Cruz had several options. One was to sit out the Convention altogether, remaining silent, like fellow former candidate and Ohio Governor John Kasich did. Another option was to sit out the convention and condemn Donald Trump, as the Bushes and Mitt Romney did. Another was to go and show support, however tepidly, as Marco Rubio did (via video) and others have done.
Ted Cruz, who’s not generally known for being indecisive or unprincipled, did a little bit of everything. He congratulated Donald Trump on winning the nomination. He refused to endorse Trump. Yet he gave a speech at a convention whose open and stated goal was to crown Donald Trump as the nominee. By the time of his speech, the nomination was already official. Cruz certainly was under no obligation to support Trump; but if he didn’t want to support him, why give a speech at the convention? And when giving that speech, why leave it vague and open-ended as to whether he thinks you should vote for Trump, stay home in protest, vote for Hillary Clinton or perhaps the Libertarian candidate?
Cruz did none of these things; and all of these things, at once. He seemed to want the benefits of going to the convention and seeming magnanimous, and supporting the Republican Party (Trump and all) against the unacceptable alternative of fulfilling Hillary Clinton’s lifelong power lust; and — in contradiction, and at the same time — also have the benefits of distancing himself completely from Donald Trump.
But you can’t have it both ways.
If Ted Cruz believes Trump is a bad man and a terrible mistake for the Republican Party, then the best thing he could have done — for himself and his supporters — was stay home, and to roundly condemn Trump as the wrong man for the job. At his press conference today, which I listened to, it sounded like Cruz wanted praise for doing the “brave” thing, by going to a convention and facing the hostile majority who wanted Trump to be the nominee. I can see this logic if he came, gave the speech, and came out with the shocking revelation that he does not approve of Donald Trump, and doesn’t think Republicans should support him. But Cruz didn’t do that. I’m not saying he should have; but if he had, he would have been justified in calling it a courageous thing, and he would have been consistent, at least.

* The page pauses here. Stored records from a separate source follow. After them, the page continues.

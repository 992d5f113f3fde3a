//! Classifies image files from the command line.
//!
//! ```text
//! classify photo.jpg other.png
//! ```

use agroscan::config::AppConfig;
use agroscan::inference::Model;
use std::process::ExitCode;

fn main() -> ExitCode {
    dotenv::dotenv().ok();
    env_logger::init_from_env(env_logger::Env::new().default_filter_or("warn"));

    let paths: Vec<String> = std::env::args().skip(1).collect();
    if paths.is_empty() {
        eprintln!("usage: classify <image>...");
        return ExitCode::from(2);
    }

    let model = match AppConfig::load()
        .map_err(Into::into)
        .and_then(|config| Model::load(&config))
    {
        Ok(model) => model,
        Err(e) => {
            log::error!("Startup failed: {}", e);
            eprintln!("error: {}", e);
            return ExitCode::FAILURE;
        }
    };

    let mut failed = false;
    for path in &paths {
        let outcome = std::fs::read(path)
            .map_err(|e| e.to_string())
            .and_then(|bytes| model.classify(&bytes).map_err(|e| format!("{} ({})", e, e.kind())));

        match outcome {
            Ok(prediction) => {
                println!(
                    "{}: {} ({:.1}%)\n  {}",
                    path,
                    prediction.label,
                    prediction.confidence,
                    model.advice_for(&prediction)
                );
            }
            Err(message) => {
                failed = true;
                eprintln!("{}: {}", path, message);
            }
        }
    }

    if failed { ExitCode::FAILURE } else { ExitCode::SUCCESS }
}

At his press conference, I heard Ted Cruz speak of what he felt as an obligation or duty to come to the convention. This is when I thought about passive-aggressiveness. When a person is passive-aggressive, he does something that he feels obliged to do, but doesn’t really believe is the right thing to do, or would rather not do. As a result, the person ends up handling matters in a contradictory and confusing way, one that often angers people for good reason.
Cruz apologists will call his move a “brilliant,” strategic move, not because they can defend it, but merely because it’s different. But just because something is different does not make it brilliant. Sometimes different is just plain stupid.

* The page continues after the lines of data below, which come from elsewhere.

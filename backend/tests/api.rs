use std::collections::HashMap;
use std::io::Cursor;
use std::sync::Arc;

use actix_web::http::{StatusCode, header};
use actix_web::{App, test, web};
use agroscan::catalog::LabelCatalog;
use agroscan::inference::{Classifier, ClassifierError, Model, NormalizedTensor, Preprocessor};
use agroscan::routes::{configure_routes, image_digest};
use agroscan_shared::{
    ErrorKind, ErrorResponse, HealthResponse, InferenceRequest, InferenceResponse, LabelsResponse,
    UploadResponse,
};
use base64::Engine;
use base64::engine::general_purpose::STANDARD;
use image::{DynamicImage, ImageFormat, Rgba, RgbaImage};

const BOUNDARY: &str = "agroscan-test-boundary";

struct StubClassifier(Vec<f32>);

impl Classifier for StubClassifier {
    fn predict(&self, input: &NormalizedTensor) -> Result<Vec<f32>, ClassifierError> {
        assert_eq!(input.shape(), [1, 160, 160, 3]);
        Ok(self.0.clone())
    }
}

fn model(output: Vec<f32>) -> Model {
    let labels = ["Daisy", "Dandelion", "Rose", "Sunflower", "Tulip"]
        .iter()
        .map(|s| s.to_string())
        .collect();
    let advice = HashMap::from([
        ("Daisy".to_string(), "Ideal for borders.".to_string()),
        ("Tulip".to_string(), "Plant bulbs in autumn.".to_string()),
    ]);
    let catalog = LabelCatalog::new(labels, advice, "No specific advice.".into()).unwrap();
    Model::new(Arc::new(StubClassifier(output)), Preprocessor::default(), catalog).unwrap()
}

fn png() -> Vec<u8> {
    let image = RgbaImage::from_pixel(400, 250, Rgba([200, 180, 20, 128]));
    let mut bytes = Cursor::new(Vec::new());
    DynamicImage::ImageRgba8(image)
        .write_to(&mut bytes, ImageFormat::Png)
        .unwrap();
    bytes.into_inner()
}

fn multipart_body(parts: &[&[u8]]) -> Vec<u8> {
    let mut body = Vec::new();
    for (i, part) in parts.iter().enumerate() {
        body.extend_from_slice(format!("--{}\r\n", BOUNDARY).as_bytes());
        body.extend_from_slice(
            format!(
                "Content-Disposition: form-data; name=\"image{}\"; filename=\"image{}.png\"\r\n",
                i, i
            )
            .as_bytes(),
        );
        body.extend_from_slice(b"Content-Type: image/png\r\n\r\n");
        body.extend_from_slice(part);
        body.extend_from_slice(b"\r\n");
    }
    body.extend_from_slice(format!("--{}--\r\n", BOUNDARY).as_bytes());
    body
}

macro_rules! app {
    ($model:expr, $limit:expr) => {
        test::init_service(
            App::new()
                .app_data(web::Data::new($model))
                .configure(|cfg| configure_routes(cfg, $limit)),
        )
        .await
    };
}

#[actix_web::test]
async fn base64_upload_returns_daisy() {
    let app = app!(model(vec![0.9, 0.02, 0.03, 0.04, 0.01]), 1 << 20);
    let req = test::TestRequest::post()
        .uri("/api/classify/base64")
        .set_json(InferenceRequest {
            image_data: STANDARD.encode(png()),
        })
        .to_request();

    let resp: InferenceResponse = test::call_and_read_body_json(&app, req).await;
    assert_eq!(resp.label, "Daisy");
    assert_eq!(resp.class_index, 0);
    assert!((resp.confidence - 90.0).abs() < 1e-4);
    assert_eq!(resp.advice, "Ideal for borders.");
    assert_eq!(resp.class_labels.len(), 5);
    assert_eq!(resp.predictions.len(), 5);
    assert_eq!(resp.image_digest.to_string().len(), 64);
}

#[actix_web::test]
async fn data_url_prefix_is_accepted() {
    let app = app!(model(vec![0.0, 0.0, 0.0, 0.1, 0.9]), 1 << 20);
    let req = test::TestRequest::post()
        .uri("/api/classify/base64")
        .set_json(InferenceRequest {
            image_data: format!("data:image/png;base64,{}", STANDARD.encode(png())),
        })
        .to_request();

    let resp: InferenceResponse = test::call_and_read_body_json(&app, req).await;
    assert_eq!(resp.label, "Tulip");
    assert_eq!(resp.advice, "Plant bulbs in autumn.");
}

#[actix_web::test]
async fn tie_picks_first_label_over_http() {
    let app = app!(model(vec![0.5, 0.5, 0.0, 0.0, 0.0]), 1 << 20);
    let req = test::TestRequest::post()
        .uri("/api/classify/base64")
        .set_json(InferenceRequest {
            image_data: STANDARD.encode(png()),
        })
        .to_request();

    let resp: InferenceResponse = test::call_and_read_body_json(&app, req).await;
    assert_eq!(resp.label, "Daisy");
    assert_eq!(resp.confidence, 50.0);
}

#[actix_web::test]
async fn malformed_image_is_a_decode_error() {
    let app = app!(model(vec![0.9, 0.02, 0.03, 0.04, 0.01]), 1 << 20);
    let req = test::TestRequest::post()
        .uri("/api/classify/base64")
        .set_json(InferenceRequest {
            image_data: STANDARD.encode(b"not an image at all"),
        })
        .to_request();

    let resp = test::call_service(&app, req).await;
    assert_eq!(resp.status(), StatusCode::BAD_REQUEST);
    let body: ErrorResponse = test::read_body_json(resp).await;
    assert_eq!(body.kind, ErrorKind::DecodeError);
    assert!(!body.message.is_empty());
}

#[actix_web::test]
async fn invalid_base64_is_a_bad_request() {
    let app = app!(model(vec![0.9, 0.02, 0.03, 0.04, 0.01]), 1 << 20);
    let req = test::TestRequest::post()
        .uri("/api/classify/base64")
        .set_json(InferenceRequest {
            image_data: "%%%".into(),
        })
        .to_request();

    let resp = test::call_service(&app, req).await;
    assert_eq!(resp.status(), StatusCode::BAD_REQUEST);
    let body: ErrorResponse = test::read_body_json(resp).await;
    assert_eq!(body.kind, ErrorKind::BadRequest);
}

#[actix_web::test]
async fn oversized_base64_image_is_rejected() {
    let image = png();
    let app = app!(model(vec![0.9, 0.02, 0.03, 0.04, 0.01]), image.len() - 1);
    let req = test::TestRequest::post()
        .uri("/api/classify/base64")
        .set_json(InferenceRequest {
            image_data: STANDARD.encode(&image),
        })
        .to_request();

    let resp = test::call_service(&app, req).await;
    assert_eq!(resp.status(), StatusCode::PAYLOAD_TOO_LARGE);
}

#[actix_web::test]
async fn multipart_parts_are_classified_independently() {
    let app = app!(model(vec![0.1, 0.1, 0.6, 0.1, 0.1]), 1 << 20);
    let image = png();
    let req = test::TestRequest::post()
        .uri("/api/classify")
        .insert_header((
            header::CONTENT_TYPE,
            format!("multipart/form-data; boundary={}", BOUNDARY),
        ))
        .set_payload(multipart_body(&[&image, b"garbage"]))
        .to_request();

    let resp: UploadResponse = test::call_and_read_body_json(&app, req).await;
    assert_eq!(resp.results.len(), 2);

    let first = &resp.results[0];
    assert_eq!(first.part, 0);
    assert_eq!(first.image_digest, image_digest(&image));
    let prediction = first.prediction.as_ref().unwrap();
    assert_eq!(prediction.label, "Rose");
    assert_eq!(prediction.advice, "No specific advice.");
    assert_eq!(prediction.request_id, first.request_id);
    assert!(first.error.is_none());

    let second = &resp.results[1];
    assert_eq!(second.part, 1);
    assert_eq!(second.image_digest, image_digest(b"garbage"));
    assert_ne!(second.request_id, first.request_id);
    assert!(second.prediction.is_none());
    let error = second.error.as_ref().unwrap();
    assert_eq!(error.kind, ErrorKind::DecodeError);
    assert!(!error.message.is_empty());
}

#[actix_web::test]
async fn many_small_parts_count_against_one_limit() {
    let image = png();
    let app = app!(model(vec![0.9, 0.02, 0.03, 0.04, 0.01]), image.len() * 3);
    let parts: Vec<&[u8]> = std::iter::repeat_n(image.as_slice(), 50).collect();
    let req = test::TestRequest::post()
        .uri("/api/classify")
        .insert_header((
            header::CONTENT_TYPE,
            format!("multipart/form-data; boundary={}", BOUNDARY),
        ))
        .set_payload(multipart_body(&parts))
        .to_request();

    let resp = test::call_service(&app, req).await;
    assert_eq!(resp.status(), StatusCode::PAYLOAD_TOO_LARGE);
    let body: ErrorResponse = test::read_body_json(resp).await;
    assert_eq!(body.kind, ErrorKind::PayloadTooLarge);
}

#[actix_web::test]
async fn parts_within_the_total_limit_are_accepted() {
    let image = png();
    let app = app!(model(vec![0.9, 0.02, 0.03, 0.04, 0.01]), image.len() * 3);
    let req = test::TestRequest::post()
        .uri("/api/classify")
        .insert_header((
            header::CONTENT_TYPE,
            format!("multipart/form-data; boundary={}", BOUNDARY),
        ))
        .set_payload(multipart_body(&[&image, &image, &image]))
        .to_request();

    let resp: UploadResponse = test::call_and_read_body_json(&app, req).await;
    assert_eq!(resp.results.len(), 3);
    assert!(resp.results.iter().all(|r| r.prediction.is_some()));
}

#[actix_web::test]
async fn oversized_multipart_part_is_rejected() {
    let app = app!(model(vec![0.9, 0.02, 0.03, 0.04, 0.01]), 16);
    let req = test::TestRequest::post()
        .uri("/api/classify")
        .insert_header((
            header::CONTENT_TYPE,
            format!("multipart/form-data; boundary={}", BOUNDARY),
        ))
        .set_payload(multipart_body(&[&png()]))
        .to_request();

    let resp = test::call_service(&app, req).await;
    assert_eq!(resp.status(), StatusCode::PAYLOAD_TOO_LARGE);
}

#[actix_web::test]
async fn labels_are_listed_in_model_order() {
    let app = app!(model(vec![0.2; 5]), 1 << 20);
    let req = test::TestRequest::get().uri("/api/labels").to_request();

    let resp: LabelsResponse = test::call_and_read_body_json(&app, req).await;
    let names: Vec<&str> = resp.labels.iter().map(|l| l.label.as_str()).collect();
    assert_eq!(names, ["Daisy", "Dandelion", "Rose", "Sunflower", "Tulip"]);
    assert_eq!(resp.labels[1].advice, "No specific advice.");
    assert_eq!(resp.labels[4].index, 4);
    assert_eq!(resp.fallback_advice, "No specific advice.");
}

#[actix_web::test]
async fn health_reports_input_shape() {
    let app = app!(model(vec![0.2; 5]), 1 << 20);
    let req = test::TestRequest::get().uri("/api/health").to_request();

    let resp: HealthResponse = test::call_and_read_body_json(&app, req).await;
    assert_eq!(resp.status, "ok");
    assert_eq!(resp.input_shape, [1, 160, 160, 3]);
    assert_eq!(resp.classes, 5);
}
use crate::format_error::FormatError;
use byteorder::ByteOrder;
use bytes::Bytes;

/// Bounded cursor over an immutable byte buffer.
///
/// The cursor owns the read position for the duration of a parse; every read
/// advances it and a read past the end of the buffer fails instead of
/// returning a short chunk.
#[derive(Debug)]
pub struct ByteReader {
    buffer: Bytes,
    position: usize,
}

impl ByteReader {
    pub fn new(buffer: Bytes) -> Self {
        ByteReader {
            buffer,
            position: 0,
        }
    }

    /// Distance from the current position to the end of the buffer
    pub fn remaining(&self) -> usize {
        self.buffer.len() - self.position
    }

    pub fn read(&mut self, size: usize) -> Result<Bytes, FormatError> {
        if size > self.remaining() {
            return Err(FormatError::UnexpectedEof {
                needed: size,
                remaining: self.remaining(),
            });
        }

        let chunk = self.buffer.slice(self.position..self.position + size);
        self.position += size;
        Ok(chunk)
    }

    pub fn read_u32(&mut self) -> Result<u32, FormatError> {
        let bytes = self.read(4)?;
        Ok(byteorder::NetworkEndian::read_u32(&bytes))
    }

    pub fn read_u16(&mut self) -> Result<u16, FormatError> {
        let bytes = self.read(2)?;
        Ok(byteorder::NetworkEndian::read_u16(&bytes))
    }

    pub fn read_byte(&mut self) -> Result<u8, FormatError> {
        let bytes = self.read(1)?;
        Ok(bytes[0])
    }
}
use crate::format_error::FormatError;
use crate::index::byte_reader::ByteReader;
use bytes::Bytes;
use derive_new::new;

/// Size of an extension signature in bytes
pub const EXTENSION_SIGNATURE_SIZE: usize = 4;

/// Auxiliary data block following the entries.
///
/// The payload is carried as-is; this decoder never interprets it.
#[derive(Debug, Clone, PartialEq, new)]
pub struct IndexExtension {
    /// 1-based position among the extensions
    pub number: u32,
    /// 4-character ASCII signature, e.g. "TREE"
    pub signature: String,
    /// Payload size in bytes
    pub size: u32,
    /// Opaque payload
    pub data: Bytes,
}

impl IndexExtension {
    pub(crate) fn deserialize(reader: &mut ByteReader, number: u32) -> Result<Self, FormatError> {
        let signature_bytes = reader.read(EXTENSION_SIGNATURE_SIZE)?;
        if !signature_bytes.is_ascii() {
            return Err(FormatError::NonAsciiSignature);
        }
        let signature = String::from_utf8(signature_bytes.to_vec())
            .map_err(|_| FormatError::NonAsciiSignature)?;

        let size = reader.read_u32()?;
        // Copy the payload out so the model does not alias the source buffer
        let data = Bytes::copy_from_slice(&reader.read(size as usize)?);

        Ok(IndexExtension::new(number, signature, size, data))
    }
}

Some, like Chris Christie, I believe, have called Ted Cruz “selfish” for acting this way. It is selfish and self-interested, in an entirely good way, to stand by a principle you objectively know to be true. Cruz has done that by standing against Obamacare and in favor of limited government in many instances. He has been a hero to many, including myself, when he stood up to the hypocritical and lying Republicans in Congress (Paul Ryan, for instance) who run on one set of ideas and practice completely opposite ones, once in office. Sure Ted Cruz is selfish — and in that context, those of us who support things like limited government are right to applaud him. But in this instance, Cruz was more just like any other politician. He wanted to have it both ways, and so what we got was a mixed and confusing theme. He hasn’t helped anyone, including himself, not in the short-run or the long-run, even if Trump does end up losing the election.
Cruz claimed we should all vote our conscience. Well, what does that mean? Vote for Trump? For Hillary Clinton? He ruled out that option, though not until today’s press conference. For Gary Johnson, the libertarian? A write-in? Please say what you mean, Ted. Don’t leave us in the dark. Stop trying to prepare for several scenarios at once — one where Donald Trump wins, in which case you can claim you didn’t refuse to support Trump; or another scenario where Trump loses, in which case you can claim greater credibility for a run in 2020. I expect this behavior from a Clinton, an Obama or a Bush, but not a Ted Cruz.
If you ask me, Ted Cruz, in this instance, was not acting in a principled or a particularly emotionally healthy way. In fact, he looks a whole lot like just any other politician.
Now for the really sad part: If Donald Trump does win, he almost certainly will never have Ted Cruz in line for Secretary of State or Defense, a role that would have been immensely valuable to the causes Cruz claims to believe in. If Cruz really does believe in everything he has always said he does, then I don’t know how selfish — rationally speaking — his actions really were.